▶ **EXERCISE DIRECTIONS**
The required output is the exact run of lines below that opens at the line with "Io(_) | Yaml(_)" and closes at the line with "pub type AppResult<T> = Result<T, AppError>;".

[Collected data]
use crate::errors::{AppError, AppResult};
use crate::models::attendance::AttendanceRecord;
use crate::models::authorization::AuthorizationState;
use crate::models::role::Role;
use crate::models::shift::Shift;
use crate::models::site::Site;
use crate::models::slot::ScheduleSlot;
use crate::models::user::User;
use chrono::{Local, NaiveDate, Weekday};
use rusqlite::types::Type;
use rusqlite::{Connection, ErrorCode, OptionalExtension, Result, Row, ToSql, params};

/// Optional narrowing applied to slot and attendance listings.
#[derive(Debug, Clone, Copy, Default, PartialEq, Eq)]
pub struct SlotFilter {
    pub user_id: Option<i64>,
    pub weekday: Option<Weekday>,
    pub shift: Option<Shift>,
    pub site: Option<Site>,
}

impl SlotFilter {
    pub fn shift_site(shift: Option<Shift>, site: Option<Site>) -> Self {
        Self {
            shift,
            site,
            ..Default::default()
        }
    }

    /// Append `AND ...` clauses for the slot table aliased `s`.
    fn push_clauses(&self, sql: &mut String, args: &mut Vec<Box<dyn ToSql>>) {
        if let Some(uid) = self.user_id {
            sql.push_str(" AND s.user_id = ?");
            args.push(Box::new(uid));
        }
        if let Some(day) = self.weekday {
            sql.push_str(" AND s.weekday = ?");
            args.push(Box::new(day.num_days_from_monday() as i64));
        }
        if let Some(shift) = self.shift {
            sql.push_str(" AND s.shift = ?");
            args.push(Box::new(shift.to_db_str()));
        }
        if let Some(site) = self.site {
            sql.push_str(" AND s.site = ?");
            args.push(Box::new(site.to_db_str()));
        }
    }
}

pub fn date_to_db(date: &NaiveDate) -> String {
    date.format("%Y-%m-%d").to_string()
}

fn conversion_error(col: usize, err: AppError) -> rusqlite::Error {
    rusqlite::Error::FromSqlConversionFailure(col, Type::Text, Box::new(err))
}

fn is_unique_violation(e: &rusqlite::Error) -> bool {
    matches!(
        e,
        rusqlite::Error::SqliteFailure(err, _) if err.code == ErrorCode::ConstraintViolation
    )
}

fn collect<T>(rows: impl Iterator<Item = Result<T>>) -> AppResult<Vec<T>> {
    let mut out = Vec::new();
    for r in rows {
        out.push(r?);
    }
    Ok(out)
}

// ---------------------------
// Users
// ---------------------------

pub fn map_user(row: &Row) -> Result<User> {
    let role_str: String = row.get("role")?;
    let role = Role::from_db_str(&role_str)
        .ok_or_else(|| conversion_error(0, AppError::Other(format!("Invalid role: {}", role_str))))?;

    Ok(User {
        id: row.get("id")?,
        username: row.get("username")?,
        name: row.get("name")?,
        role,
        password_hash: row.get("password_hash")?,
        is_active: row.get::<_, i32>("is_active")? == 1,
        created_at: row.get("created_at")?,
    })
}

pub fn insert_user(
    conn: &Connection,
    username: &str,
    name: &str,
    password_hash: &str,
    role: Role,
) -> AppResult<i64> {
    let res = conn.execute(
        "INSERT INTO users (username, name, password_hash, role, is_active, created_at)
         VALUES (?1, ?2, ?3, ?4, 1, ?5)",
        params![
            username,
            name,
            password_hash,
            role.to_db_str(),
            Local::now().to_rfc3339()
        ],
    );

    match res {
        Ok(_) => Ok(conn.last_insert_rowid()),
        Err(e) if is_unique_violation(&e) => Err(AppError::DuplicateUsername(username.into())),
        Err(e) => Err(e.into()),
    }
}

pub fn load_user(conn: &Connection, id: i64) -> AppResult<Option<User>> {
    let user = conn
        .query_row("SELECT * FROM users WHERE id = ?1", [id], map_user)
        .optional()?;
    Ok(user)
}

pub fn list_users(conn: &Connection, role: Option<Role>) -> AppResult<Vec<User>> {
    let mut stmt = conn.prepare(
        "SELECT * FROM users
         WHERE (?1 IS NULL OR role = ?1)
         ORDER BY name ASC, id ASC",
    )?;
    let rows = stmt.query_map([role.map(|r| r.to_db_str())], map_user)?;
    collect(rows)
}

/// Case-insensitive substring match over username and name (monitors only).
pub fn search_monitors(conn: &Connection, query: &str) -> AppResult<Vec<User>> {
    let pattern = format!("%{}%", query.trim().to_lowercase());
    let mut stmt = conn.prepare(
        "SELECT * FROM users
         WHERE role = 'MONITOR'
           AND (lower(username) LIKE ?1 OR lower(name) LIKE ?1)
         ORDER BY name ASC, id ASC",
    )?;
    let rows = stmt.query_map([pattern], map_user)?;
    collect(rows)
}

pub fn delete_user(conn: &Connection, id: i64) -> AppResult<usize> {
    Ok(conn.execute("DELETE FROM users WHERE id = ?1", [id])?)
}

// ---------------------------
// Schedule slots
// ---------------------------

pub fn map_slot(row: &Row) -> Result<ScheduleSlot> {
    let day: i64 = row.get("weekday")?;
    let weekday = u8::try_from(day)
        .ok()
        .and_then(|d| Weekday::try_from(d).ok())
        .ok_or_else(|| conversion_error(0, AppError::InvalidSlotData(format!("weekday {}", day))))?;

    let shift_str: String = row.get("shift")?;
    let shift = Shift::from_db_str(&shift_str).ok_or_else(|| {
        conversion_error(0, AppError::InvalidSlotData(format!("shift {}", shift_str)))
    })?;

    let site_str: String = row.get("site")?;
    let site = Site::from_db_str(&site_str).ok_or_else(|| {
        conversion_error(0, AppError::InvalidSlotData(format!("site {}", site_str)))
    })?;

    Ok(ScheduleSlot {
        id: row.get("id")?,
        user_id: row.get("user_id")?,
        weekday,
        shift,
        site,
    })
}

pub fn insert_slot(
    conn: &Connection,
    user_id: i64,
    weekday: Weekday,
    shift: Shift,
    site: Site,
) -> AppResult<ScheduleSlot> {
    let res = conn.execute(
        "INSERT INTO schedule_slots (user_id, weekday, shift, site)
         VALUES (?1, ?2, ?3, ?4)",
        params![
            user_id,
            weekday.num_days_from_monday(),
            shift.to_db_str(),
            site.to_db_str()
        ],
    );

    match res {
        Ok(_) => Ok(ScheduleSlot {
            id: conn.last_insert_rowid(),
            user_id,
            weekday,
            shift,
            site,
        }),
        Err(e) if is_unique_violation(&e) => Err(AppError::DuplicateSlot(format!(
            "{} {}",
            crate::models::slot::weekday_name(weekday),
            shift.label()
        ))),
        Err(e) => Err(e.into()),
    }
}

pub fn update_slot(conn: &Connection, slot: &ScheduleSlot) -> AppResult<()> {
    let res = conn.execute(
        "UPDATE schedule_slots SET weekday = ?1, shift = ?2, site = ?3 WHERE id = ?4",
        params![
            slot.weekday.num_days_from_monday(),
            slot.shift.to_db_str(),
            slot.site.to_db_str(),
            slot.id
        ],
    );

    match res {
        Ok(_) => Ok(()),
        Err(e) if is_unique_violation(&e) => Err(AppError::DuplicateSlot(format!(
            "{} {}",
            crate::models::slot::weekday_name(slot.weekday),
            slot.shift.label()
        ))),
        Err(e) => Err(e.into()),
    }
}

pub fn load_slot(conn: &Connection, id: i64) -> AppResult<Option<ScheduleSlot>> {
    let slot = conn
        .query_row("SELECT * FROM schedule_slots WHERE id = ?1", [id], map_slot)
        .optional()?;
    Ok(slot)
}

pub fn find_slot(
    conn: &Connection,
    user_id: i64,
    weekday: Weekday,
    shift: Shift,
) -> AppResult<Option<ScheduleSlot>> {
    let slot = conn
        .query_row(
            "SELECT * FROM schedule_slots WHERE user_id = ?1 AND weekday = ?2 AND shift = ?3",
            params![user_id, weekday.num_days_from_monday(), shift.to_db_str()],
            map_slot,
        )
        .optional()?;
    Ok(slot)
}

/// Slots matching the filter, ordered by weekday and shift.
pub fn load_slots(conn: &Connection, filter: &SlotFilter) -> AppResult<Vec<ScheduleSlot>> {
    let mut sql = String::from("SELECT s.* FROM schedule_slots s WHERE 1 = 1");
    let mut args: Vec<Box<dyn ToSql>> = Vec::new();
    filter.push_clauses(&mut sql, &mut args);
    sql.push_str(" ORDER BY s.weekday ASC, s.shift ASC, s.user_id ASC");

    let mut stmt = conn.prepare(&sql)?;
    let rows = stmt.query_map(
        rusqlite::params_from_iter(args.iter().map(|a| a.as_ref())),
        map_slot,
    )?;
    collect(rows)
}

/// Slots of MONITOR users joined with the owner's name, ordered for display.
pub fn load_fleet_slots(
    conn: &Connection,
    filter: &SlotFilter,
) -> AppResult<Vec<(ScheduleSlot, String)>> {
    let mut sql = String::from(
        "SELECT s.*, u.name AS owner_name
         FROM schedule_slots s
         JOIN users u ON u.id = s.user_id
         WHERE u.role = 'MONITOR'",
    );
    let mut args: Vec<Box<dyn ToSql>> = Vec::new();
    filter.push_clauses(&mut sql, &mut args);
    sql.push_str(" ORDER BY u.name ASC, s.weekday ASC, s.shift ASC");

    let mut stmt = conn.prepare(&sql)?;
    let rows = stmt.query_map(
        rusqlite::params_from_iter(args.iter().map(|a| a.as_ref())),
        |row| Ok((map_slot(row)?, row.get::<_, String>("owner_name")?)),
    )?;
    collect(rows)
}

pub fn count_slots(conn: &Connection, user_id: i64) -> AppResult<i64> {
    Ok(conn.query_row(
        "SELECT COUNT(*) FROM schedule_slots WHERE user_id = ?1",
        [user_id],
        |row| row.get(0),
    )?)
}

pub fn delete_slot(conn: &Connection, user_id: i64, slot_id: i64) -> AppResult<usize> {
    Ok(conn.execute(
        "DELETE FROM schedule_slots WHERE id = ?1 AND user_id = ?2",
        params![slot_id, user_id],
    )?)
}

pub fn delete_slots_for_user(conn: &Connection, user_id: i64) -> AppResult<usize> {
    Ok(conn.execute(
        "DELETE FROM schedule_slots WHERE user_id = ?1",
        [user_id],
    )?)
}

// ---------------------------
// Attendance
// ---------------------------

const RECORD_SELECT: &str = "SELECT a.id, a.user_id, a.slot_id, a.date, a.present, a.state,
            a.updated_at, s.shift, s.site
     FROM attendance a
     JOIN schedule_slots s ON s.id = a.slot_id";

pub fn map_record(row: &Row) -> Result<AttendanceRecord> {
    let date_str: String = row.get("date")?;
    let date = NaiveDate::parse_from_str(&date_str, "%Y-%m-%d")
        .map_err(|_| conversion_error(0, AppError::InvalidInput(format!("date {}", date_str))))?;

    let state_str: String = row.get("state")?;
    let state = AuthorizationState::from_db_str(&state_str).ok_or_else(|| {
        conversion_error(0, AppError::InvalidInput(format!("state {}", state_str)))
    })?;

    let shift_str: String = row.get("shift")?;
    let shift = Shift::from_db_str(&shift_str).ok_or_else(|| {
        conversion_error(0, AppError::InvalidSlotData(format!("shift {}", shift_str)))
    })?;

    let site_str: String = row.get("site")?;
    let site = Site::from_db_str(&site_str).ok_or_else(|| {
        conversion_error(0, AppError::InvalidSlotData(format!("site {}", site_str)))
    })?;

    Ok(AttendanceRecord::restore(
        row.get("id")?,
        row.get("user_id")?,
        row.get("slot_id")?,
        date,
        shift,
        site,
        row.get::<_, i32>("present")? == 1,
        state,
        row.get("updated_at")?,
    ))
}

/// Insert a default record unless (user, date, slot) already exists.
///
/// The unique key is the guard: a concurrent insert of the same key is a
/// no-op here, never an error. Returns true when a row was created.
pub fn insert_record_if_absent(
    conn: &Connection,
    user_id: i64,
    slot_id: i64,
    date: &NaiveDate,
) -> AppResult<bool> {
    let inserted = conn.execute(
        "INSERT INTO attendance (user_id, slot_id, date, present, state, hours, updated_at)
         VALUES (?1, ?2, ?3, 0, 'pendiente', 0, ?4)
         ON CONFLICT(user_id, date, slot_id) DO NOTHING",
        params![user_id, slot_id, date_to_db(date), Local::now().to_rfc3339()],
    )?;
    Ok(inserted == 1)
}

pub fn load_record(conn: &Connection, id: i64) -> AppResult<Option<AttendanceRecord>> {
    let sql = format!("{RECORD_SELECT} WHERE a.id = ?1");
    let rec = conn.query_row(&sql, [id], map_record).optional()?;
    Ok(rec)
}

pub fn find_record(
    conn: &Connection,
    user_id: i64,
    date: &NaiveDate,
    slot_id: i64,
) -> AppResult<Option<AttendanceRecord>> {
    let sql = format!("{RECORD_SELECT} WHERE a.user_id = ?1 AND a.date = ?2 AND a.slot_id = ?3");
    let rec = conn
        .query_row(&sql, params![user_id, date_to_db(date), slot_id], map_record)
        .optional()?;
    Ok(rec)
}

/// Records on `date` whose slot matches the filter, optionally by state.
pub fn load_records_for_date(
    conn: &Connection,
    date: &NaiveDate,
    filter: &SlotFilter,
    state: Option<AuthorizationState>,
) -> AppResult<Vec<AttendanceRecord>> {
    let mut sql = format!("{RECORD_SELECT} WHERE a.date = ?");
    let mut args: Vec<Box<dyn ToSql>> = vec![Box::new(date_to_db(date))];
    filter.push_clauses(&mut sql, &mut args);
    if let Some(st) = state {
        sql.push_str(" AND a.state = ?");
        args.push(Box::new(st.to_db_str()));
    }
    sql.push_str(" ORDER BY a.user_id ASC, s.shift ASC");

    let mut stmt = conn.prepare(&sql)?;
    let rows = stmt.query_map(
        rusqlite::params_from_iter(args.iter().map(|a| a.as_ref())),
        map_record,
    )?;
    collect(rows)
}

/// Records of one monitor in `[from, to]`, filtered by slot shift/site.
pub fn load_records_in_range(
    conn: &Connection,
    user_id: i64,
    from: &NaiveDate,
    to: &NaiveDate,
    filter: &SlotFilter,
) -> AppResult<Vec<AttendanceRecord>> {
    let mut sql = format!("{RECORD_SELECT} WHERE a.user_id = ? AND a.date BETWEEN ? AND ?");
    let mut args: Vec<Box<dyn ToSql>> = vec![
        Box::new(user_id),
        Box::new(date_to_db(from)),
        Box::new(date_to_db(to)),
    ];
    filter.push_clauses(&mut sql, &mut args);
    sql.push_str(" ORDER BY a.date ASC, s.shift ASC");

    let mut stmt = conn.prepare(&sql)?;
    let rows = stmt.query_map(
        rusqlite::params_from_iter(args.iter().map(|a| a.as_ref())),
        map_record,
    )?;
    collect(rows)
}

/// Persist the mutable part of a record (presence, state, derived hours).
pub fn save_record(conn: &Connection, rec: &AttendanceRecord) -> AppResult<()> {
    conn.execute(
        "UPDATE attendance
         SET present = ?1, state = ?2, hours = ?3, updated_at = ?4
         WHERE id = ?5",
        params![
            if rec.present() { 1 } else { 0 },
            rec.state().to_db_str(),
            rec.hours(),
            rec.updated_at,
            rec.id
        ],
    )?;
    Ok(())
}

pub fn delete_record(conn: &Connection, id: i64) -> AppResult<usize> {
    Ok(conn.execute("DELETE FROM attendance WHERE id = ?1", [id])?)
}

==

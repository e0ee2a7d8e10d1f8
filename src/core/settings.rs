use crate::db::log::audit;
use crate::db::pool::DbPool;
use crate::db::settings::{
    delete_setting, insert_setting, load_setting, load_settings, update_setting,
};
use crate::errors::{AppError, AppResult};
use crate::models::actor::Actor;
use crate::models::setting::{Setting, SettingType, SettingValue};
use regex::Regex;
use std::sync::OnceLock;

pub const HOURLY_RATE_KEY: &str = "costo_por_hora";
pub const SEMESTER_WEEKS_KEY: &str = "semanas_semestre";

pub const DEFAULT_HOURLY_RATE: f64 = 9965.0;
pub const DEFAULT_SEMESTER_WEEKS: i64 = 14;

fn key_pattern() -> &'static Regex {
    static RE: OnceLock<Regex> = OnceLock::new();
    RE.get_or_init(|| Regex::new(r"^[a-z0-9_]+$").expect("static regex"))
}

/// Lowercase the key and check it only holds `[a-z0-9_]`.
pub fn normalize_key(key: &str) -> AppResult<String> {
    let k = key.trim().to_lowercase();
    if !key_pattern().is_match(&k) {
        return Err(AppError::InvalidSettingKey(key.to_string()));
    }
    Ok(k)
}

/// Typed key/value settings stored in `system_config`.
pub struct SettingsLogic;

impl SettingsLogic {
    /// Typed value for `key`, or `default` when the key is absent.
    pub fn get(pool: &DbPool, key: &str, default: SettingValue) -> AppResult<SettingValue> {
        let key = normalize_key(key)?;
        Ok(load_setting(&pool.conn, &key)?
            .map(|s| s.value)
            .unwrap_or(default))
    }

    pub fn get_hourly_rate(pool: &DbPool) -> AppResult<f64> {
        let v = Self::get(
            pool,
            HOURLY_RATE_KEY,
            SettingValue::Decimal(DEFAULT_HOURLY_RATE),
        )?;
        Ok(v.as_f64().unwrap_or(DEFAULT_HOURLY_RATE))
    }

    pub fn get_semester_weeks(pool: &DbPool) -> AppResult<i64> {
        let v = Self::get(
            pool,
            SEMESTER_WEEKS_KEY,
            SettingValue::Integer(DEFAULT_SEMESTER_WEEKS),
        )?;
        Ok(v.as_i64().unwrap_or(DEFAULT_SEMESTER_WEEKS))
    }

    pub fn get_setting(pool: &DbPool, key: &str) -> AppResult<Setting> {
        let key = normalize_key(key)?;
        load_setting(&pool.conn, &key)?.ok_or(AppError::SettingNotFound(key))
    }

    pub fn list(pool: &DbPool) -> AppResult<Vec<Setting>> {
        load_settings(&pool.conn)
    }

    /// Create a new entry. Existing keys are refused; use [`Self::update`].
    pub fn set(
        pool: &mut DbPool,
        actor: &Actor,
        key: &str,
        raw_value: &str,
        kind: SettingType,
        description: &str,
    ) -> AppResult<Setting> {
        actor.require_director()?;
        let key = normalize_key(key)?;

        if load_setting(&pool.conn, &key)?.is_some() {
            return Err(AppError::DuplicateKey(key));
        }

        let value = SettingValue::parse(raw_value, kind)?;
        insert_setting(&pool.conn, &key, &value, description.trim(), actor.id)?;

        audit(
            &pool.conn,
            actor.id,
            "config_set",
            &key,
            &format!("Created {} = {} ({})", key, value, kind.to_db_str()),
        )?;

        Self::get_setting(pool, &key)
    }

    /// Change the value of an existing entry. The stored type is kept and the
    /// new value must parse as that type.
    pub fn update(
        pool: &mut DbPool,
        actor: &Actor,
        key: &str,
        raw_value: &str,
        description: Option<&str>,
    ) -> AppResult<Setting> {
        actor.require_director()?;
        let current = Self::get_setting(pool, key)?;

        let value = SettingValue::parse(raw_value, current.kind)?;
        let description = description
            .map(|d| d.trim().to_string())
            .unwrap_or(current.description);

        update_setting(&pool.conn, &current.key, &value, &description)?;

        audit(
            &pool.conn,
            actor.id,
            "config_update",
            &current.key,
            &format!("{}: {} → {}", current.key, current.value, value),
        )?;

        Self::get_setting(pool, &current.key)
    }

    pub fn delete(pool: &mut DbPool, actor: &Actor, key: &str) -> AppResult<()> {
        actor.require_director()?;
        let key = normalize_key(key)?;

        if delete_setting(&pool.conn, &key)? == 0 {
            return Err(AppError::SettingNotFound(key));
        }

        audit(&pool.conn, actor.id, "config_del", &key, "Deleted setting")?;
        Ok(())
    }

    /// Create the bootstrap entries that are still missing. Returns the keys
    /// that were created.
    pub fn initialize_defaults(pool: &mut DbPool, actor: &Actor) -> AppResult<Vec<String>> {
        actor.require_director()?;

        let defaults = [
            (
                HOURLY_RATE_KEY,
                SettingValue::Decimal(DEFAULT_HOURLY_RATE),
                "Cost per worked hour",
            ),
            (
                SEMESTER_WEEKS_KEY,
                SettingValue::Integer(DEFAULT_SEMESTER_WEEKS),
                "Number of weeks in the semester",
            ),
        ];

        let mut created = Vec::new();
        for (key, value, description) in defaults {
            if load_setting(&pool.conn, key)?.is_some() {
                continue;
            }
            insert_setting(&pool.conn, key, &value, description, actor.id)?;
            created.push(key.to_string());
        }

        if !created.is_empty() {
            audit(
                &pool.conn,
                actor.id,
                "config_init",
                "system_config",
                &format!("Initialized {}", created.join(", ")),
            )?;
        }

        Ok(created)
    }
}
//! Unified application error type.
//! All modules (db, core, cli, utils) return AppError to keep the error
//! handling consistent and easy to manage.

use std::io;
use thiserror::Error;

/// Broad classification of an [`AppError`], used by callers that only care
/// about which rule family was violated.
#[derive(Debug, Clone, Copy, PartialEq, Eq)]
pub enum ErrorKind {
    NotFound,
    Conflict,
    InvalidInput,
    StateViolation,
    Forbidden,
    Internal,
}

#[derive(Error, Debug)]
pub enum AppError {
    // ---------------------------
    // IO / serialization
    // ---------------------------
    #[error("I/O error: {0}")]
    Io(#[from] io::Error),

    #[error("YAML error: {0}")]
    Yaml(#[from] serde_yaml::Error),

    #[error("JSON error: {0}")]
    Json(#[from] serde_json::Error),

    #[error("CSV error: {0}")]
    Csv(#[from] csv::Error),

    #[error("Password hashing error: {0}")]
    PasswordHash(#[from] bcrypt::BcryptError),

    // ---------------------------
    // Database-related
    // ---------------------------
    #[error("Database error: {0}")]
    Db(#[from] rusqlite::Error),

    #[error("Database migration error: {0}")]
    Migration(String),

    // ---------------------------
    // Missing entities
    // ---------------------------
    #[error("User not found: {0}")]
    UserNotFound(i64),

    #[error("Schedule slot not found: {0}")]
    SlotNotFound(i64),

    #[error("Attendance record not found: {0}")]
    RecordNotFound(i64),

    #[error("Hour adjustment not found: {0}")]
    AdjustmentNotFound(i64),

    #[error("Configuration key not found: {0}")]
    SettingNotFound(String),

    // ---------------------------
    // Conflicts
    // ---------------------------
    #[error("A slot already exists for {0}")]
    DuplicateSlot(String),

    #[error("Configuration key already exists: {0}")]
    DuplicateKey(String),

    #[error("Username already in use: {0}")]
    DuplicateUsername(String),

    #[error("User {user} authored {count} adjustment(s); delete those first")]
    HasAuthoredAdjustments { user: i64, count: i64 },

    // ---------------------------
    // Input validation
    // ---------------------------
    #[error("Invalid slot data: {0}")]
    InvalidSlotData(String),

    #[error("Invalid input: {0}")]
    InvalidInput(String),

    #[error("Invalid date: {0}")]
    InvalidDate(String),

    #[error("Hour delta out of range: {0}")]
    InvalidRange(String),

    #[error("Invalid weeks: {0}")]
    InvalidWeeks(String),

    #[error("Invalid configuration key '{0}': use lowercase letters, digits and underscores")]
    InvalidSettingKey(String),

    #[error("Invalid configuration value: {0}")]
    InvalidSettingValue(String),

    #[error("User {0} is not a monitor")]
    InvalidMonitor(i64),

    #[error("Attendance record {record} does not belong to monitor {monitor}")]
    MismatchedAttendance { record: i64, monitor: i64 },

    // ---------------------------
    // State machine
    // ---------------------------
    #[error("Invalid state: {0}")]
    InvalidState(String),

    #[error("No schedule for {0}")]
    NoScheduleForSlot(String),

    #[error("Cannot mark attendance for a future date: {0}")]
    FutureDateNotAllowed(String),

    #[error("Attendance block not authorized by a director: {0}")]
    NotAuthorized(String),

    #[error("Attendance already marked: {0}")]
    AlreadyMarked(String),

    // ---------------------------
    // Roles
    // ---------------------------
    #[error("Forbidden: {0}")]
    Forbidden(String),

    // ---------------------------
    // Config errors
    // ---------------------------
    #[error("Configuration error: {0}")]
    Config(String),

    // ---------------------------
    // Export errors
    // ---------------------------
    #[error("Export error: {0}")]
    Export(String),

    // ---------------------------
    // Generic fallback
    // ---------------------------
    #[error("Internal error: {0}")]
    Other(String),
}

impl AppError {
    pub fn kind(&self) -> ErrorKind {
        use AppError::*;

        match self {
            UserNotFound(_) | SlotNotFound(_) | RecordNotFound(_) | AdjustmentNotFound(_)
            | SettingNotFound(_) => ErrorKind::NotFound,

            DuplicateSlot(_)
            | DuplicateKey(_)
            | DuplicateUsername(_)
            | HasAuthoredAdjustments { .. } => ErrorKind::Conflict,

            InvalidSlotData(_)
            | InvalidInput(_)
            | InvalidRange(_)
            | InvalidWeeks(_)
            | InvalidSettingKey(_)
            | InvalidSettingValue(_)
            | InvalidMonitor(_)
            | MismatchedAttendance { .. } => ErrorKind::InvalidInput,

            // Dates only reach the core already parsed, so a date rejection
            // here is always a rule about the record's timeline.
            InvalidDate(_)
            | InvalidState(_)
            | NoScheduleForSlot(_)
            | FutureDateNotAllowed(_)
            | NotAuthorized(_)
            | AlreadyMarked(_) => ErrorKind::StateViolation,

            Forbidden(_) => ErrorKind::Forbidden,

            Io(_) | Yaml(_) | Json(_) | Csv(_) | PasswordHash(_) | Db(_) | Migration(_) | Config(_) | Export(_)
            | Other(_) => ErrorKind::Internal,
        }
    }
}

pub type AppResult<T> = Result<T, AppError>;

▶ **EXERCISE RESPONSE**
            Io(_) | Yaml(_) | Json(_) | Csv(_) | PasswordHash(_) | Db(_) | Migration(_) | Config(_) | Export(_)
            | Other(_) => ErrorKind::Internal,
        }
    }
}

pub type AppResult<T> = Result<T, AppError>;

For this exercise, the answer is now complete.